И Егорка, поднявшись с корточек, направился к своей койке.
XI
“Как следует нос. Форменный нос!” — несколько раз повторял про себя Бакланов, нервно шагая с одного края мостика на другой. Самолюбие его было уязвлено, и в нем закипала злость и на себя за то, что он так “опрохвостился”, и на пассажирку за то, что она с насмешливой шуткой отнеслась к его предложению и даже не сказала обычных в таком случае слов о дружбе, и на Цветкова за то, что этот “смазливый болван” слишком много о себе воображает.
“Мальчишка!” — со злобой подумал Бакланов, стараясь отыскать в “мальчишке” самые дурные стороны. Он и легкомыслен, и беспутен, и вообще пустельга, и в денежных делах неаккуратен. По уши в долгах. “До сих пор двадцати долларов не отдает”, — припомнил Бакланов, решившись завтра же их потребовать с него. “Не особенно проницательна и она, если верит такому мальчишке!.. Не в мужья же она его прочит, кокетничая с ним… Нечего сказать, основательный был бы муж… Одна потеха!.. А если этот “мерзавец” и вдруг имеет успех?..”

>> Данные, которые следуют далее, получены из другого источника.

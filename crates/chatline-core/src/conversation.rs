//! Conversation transcript and the chat session controller.
//!
//! `ChatSession` is the single writer of the transcript. The UI calls
//! `begin_turn` before sending a request, feeds buffer snapshots through
//! `apply_update`, and closes the turn with `complete_turn` or
//! `fail_turn`.

use chrono::{DateTime, Utc};
use serde::{Deserialize, Serialize};

use crate::client::{ChatRequest, ResetRequest};

const LANGUAGE_ADVISORY_MODEL: &str = "tinyllama";
const LANGUAGE_ADVISORY: &str = "tinyllama may answer in English only; choose mistral for better results in other languages.";

#[derive(Debug, Clone, Copy, PartialEq, Eq, Serialize, Deserialize)]
#[serde(rename_all = "lowercase")]
pub enum Role {
    User,
    Assistant,
}

#[derive(Debug, Clone, PartialEq, Serialize, Deserialize)]
pub struct Message {
    pub role: Role,
    pub text: String,
    pub created_at: DateTime<Utc>,
}

impl Message {
    fn new(role: Role, text: impl Into<String>) -> Self {
        Self {
            role,
            text: text.into(),
            created_at: Utc::now(),
        }
    }
}

/// Ordered list of messages with at most one assistant message streaming.
#[derive(Debug, Clone, Default)]
pub struct Conversation {
    messages: Vec<Message>,
    streaming: Option<usize>,
}

impl Conversation {
    pub fn new() -> Self {
        Self::default()
    }

    pub fn push_user(&mut self, text: impl Into<String>) {
        self.messages.push(Message::new(Role::User, text));
    }

    /// Appends an empty assistant message and marks it as streaming.
    pub fn begin_assistant(&mut self) -> usize {
        self.messages.push(Message::new(Role::Assistant, ""));
        let index = self.messages.len() - 1;
        self.streaming = Some(index);
        index
    }

    /// Replaces the streaming message text with a longer snapshot.
    ///
    /// Snapshots that do not extend the current text are ignored.
    pub fn update_streaming(&mut self, text: &str) -> bool {
        let Some(message) = self.streaming.and_then(|i| self.messages.get_mut(i)) else {
            tracing::warn!("update for a conversation with no streaming message");
            return false;
        };
        if !text.starts_with(message.text.as_str()) {
            tracing::warn!(
                current = message.text.len(),
                update = text.len(),
                "ignoring update that does not extend the streaming message"
            );
            return false;
        }
        message.text.replace_range(.., text);
        true
    }

    /// Stops streaming; returns the index of the message that was streaming.
    pub fn finish_streaming(&mut self) -> Option<usize> {
        self.streaming.take()
    }

    pub fn streaming_index(&self) -> Option<usize> {
        self.streaming
    }

    pub fn messages(&self) -> &[Message] {
        &self.messages
    }

    pub fn last(&self) -> Option<&Message> {
        self.messages.last()
    }

    pub fn len(&self) -> usize {
        self.messages.len()
    }

    pub fn is_empty(&self) -> bool {
        self.messages.is_empty()
    }

    pub fn clear(&mut self) {
        self.messages.clear();
        self.streaming = None;
    }

    fn remove(&mut self, index: usize) {
        if index < self.messages.len() {
            self.messages.remove(index);
        }
    }

    fn set_text(&mut self, index: usize, text: String) {
        if let Some(message) = self.messages.get_mut(index) {
            message.text = text;
        }
    }
}

#[derive(Debug, Clone, PartialEq, thiserror::Error)]
pub enum SessionError {
    #[error("message is empty")]
    EmptyInput,
    #[error("a response is still streaming")]
    Busy,
    #[error("temperature must be between 0 and 1, got {0}")]
    Temperature(f64),
    #[error("model name is empty")]
    EmptyModel,
}

/// Owns the transcript and the request settings for one chat.
#[derive(Debug, Clone)]
pub struct ChatSession {
    conversation: Conversation,
    model: String,
    temperature: f64,
    busy: bool,
}

impl ChatSession {
    /// # Errors
    /// Returns an error if `model` is blank or `temperature` is out of range.
    pub fn new(model: impl Into<String>, temperature: f64) -> Result<Self, SessionError> {
        let mut session = Self {
            conversation: Conversation::new(),
            model: String::new(),
            temperature: 0.0,
            busy: false,
        };
        session.set_model(model)?;
        session.set_temperature(temperature)?;
        Ok(session)
    }

    pub fn conversation(&self) -> &Conversation {
        &self.conversation
    }

    pub fn model(&self) -> &str {
        &self.model
    }

    pub fn temperature(&self) -> f64 {
        self.temperature
    }

    pub fn is_busy(&self) -> bool {
        self.busy
    }

    /// Starts a turn and returns the request to send.
    ///
    /// The input is sent as typed; whitespace only decides whether it is
    /// blank.
    ///
    /// # Errors
    /// `EmptyInput` for blank input; `Busy` while a turn is in flight.
    pub fn begin_turn(&mut self, input: &str) -> Result<ChatRequest, SessionError> {
        if input.trim().is_empty() {
            return Err(SessionError::EmptyInput);
        }
        if self.busy {
            return Err(SessionError::Busy);
        }

        self.conversation.push_user(input);
        self.conversation.begin_assistant();
        self.busy = true;
        tracing::debug!(model = %self.model, chars = input.chars().count(), "turn started");

        Ok(ChatRequest {
            user_input: input.to_string(),
            model: self.model.clone(),
            temperature: self.temperature,
        })
    }

    /// Mirrors the latest buffer snapshot into the streaming message.
    pub fn apply_update(&mut self, buffer: &str) {
        if self.busy {
            self.conversation.update_streaming(buffer);
        }
    }

    /// Stores the final buffer and ends the turn.
    pub fn complete_turn(&mut self, text: String) {
        if !self.busy {
            return;
        }
        if let Some(index) = self.conversation.finish_streaming() {
            self.conversation.set_text(index, text);
        }
        self.busy = false;
    }

    /// Ends a failed turn, keeping whatever was received.
    ///
    /// An assistant message with nothing received is dropped; the user
    /// message stays.
    pub fn fail_turn(&mut self, partial: String) {
        if !self.busy {
            return;
        }
        if let Some(index) = self.conversation.finish_streaming() {
            if partial.is_empty() {
                self.conversation.remove(index);
            } else {
                self.conversation.set_text(index, partial);
            }
        }
        self.busy = false;
    }

    /// # Errors
    /// Returns `EmptyModel` for a blank name.
    pub fn set_model(&mut self, name: impl Into<String>) -> Result<(), SessionError> {
        let name = name.into();
        let name = name.trim();
        if name.is_empty() {
            return Err(SessionError::EmptyModel);
        }
        self.model = name.to_string();
        Ok(())
    }

    /// # Errors
    /// Returns `Temperature` unless `value` is finite and within `[0, 1]`.
    pub fn set_temperature(&mut self, value: f64) -> Result<(), SessionError> {
        validate_temperature(value)?;
        self.temperature = value;
        Ok(())
    }

    pub fn reset_request(&self) -> ResetRequest {
        ResetRequest::new(self.model.clone())
    }

    /// Clears the transcript. Call only after the backend confirmed the reset.
    pub fn apply_reset(&mut self) {
        self.conversation.clear();
        self.busy = false;
    }

    /// Advisory shown when the selected model has known limitations.
    pub fn model_notice(&self) -> Option<&'static str> {
        model_notice(&self.model)
    }
}

/// Advisory for `model`, if any.
pub fn model_notice(model: &str) -> Option<&'static str> {
    (model == LANGUAGE_ADVISORY_MODEL).then_some(LANGUAGE_ADVISORY)
}

/// # Errors
/// Returns `Temperature` unless `value` is finite and within `[0, 1]`.
pub fn validate_temperature(value: f64) -> Result<(), SessionError> {
    if value.is_finite() && (0.0..=1.0).contains(&value) {
        Ok(())
    } else {
        Err(SessionError::Temperature(value))
    }
}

При этой мысли у Бакланова явилось такое сильное желание перервать “мерзавцу” горло, что он, остановившись, стиснул руками поручни, словно вместо поручней было несчастное горло мичмана…

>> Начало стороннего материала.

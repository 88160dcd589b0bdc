use chatline_core::render::CalloutBlock;

use crate::style::{Style, StyledLine, StyledSpan};
use crate::text::sanitize_for_display;
use crate::wrap::{WrapOptions, wrap_styled_spans};

/// Left border drawn on every callout line.
pub const CALLOUT_BORDER: &str = "▌ ";

/// Renders one callout as a bordered notice.
///
/// The header shows the source marker and the kind's label; the body
/// wraps under the same border.
pub fn callout_lines(block: &CalloutBlock, width: usize) -> Vec<StyledLine> {
    let accent = Style::callout(block.kind);
    let border = StyledSpan::new(CALLOUT_BORDER, accent);

    let mut lines = vec![StyledLine::new(vec![
        border.clone(),
        StyledSpan::new(
            format!("{} {}", sanitize_for_display(&block.marker), block.kind.label()),
            accent,
        ),
    ])];

    if !block.text.is_empty() {
        let opts = WrapOptions::with_prefixes(width, vec![border.clone()], vec![border]);
        let body = [StyledSpan::new(sanitize_for_display(&block.text), Style::CalloutBody)];
        lines.extend(wrap_styled_spans(&body, &opts));
    }

    lines
}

— Пос-мот-рим! — прошептал он и вдруг грозно крикнул на дремавшего сигнальщика: — Ты что дрыхнешь, каналья, а?..
А чудная ночь словно нарочно дразнит своим нежным дыханием, волнуя воображение давно не бывшего на берегу моряка далеко не идеальными мечтаниями, в которых предпочтительную роль играла, разумеется, эта соблазнительная вдова в виде его невесты. То-то вышел бы эффект, и сколько было бы зависти в кают-компании, если бы он официально объявил себя женихом пассажирки! Он все свободное время проводил бы с нею наедине, у нее в каюте, черт возьми, и по праву без конца целовал бы эти маленькие с ямками ручки, сливочную шейку, алые губки. Он бы…
Неожиданное появление на шканцах толстой фигуры капитана в белом кителе вернуло лейтенанта Бакланова к действительности. Он тревожно огляделся вокруг.
Тяжело переваливаясь и подсапывая носом, капитан поднялся на мостик, посмотрел в компас, зорко осмотрел горизонт и поднял голову, взглядывая на паруса.
— Лиселя полощат, а вы и не видите-с! — резко выпалил капитан.
Действительно, к стыду Бакланова, лиселя с правой позорно “полоскали”.
— Только сейчас ветер зашел.
— Убрать-с!.. И попрошу вас, господин лейтенант Бакланов, на вахте не заниматься болтовней с пассажиркой, — тихо, очевидно сдерживаясь, но с тем же раздражением продолжал капитан.